- **Work instructions**: So that nothing is lost, restate each entry exactly as supplied.

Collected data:

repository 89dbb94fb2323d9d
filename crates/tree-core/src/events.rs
use crate::explosion::ExplosionId;
use crate::wish::WishId;
use glam::Vec3;
use smallvec::SmallVec;

/// Notifications raised during a frame and drained by their owner.
#[derive(Clone, Copy, Debug, PartialEq)]
pub enum SceneEvent {
    WishLaunched(WishId),
    /// A wish reached the tree; the tree answers with a flash.
    Impact {
        wish: WishId,
        explosion: ExplosionId,
        position: Vec3,
    },
    ExplosionFinished(ExplosionId),
}

/// Most frames raise no more than a handful of events.
pub type EventQueue = SmallVec<[SceneEvent; 4]>;
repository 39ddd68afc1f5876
mod settings;

pub use settings::*;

- **Exercise output**:
repository 89dbb94fb2323d9d
filename crates/tree-core/src/events.rs
use crate::explosion::ExplosionId;
use crate::wish::WishId;
use glam::Vec3;
use smallvec::SmallVec;

/// Notifications raised during a frame and drained by their owner.
#[derive(Clone, Copy, Debug, PartialEq)]
pub enum SceneEvent {
    WishLaunched(WishId),
    /// A wish reached the tree; the tree answers with a flash.
    Impact {
        wish: WishId,
        explosion: ExplosionId,
        position: Vec3,
    },
    ExplosionFinished(ExplosionId),
}

/// Most frames raise no more than a handful of events.
pub type EventQueue = SmallVec<[SceneEvent; 4]>;
repository 39ddd68afc1f5876
mod settings;

pub use settings::*;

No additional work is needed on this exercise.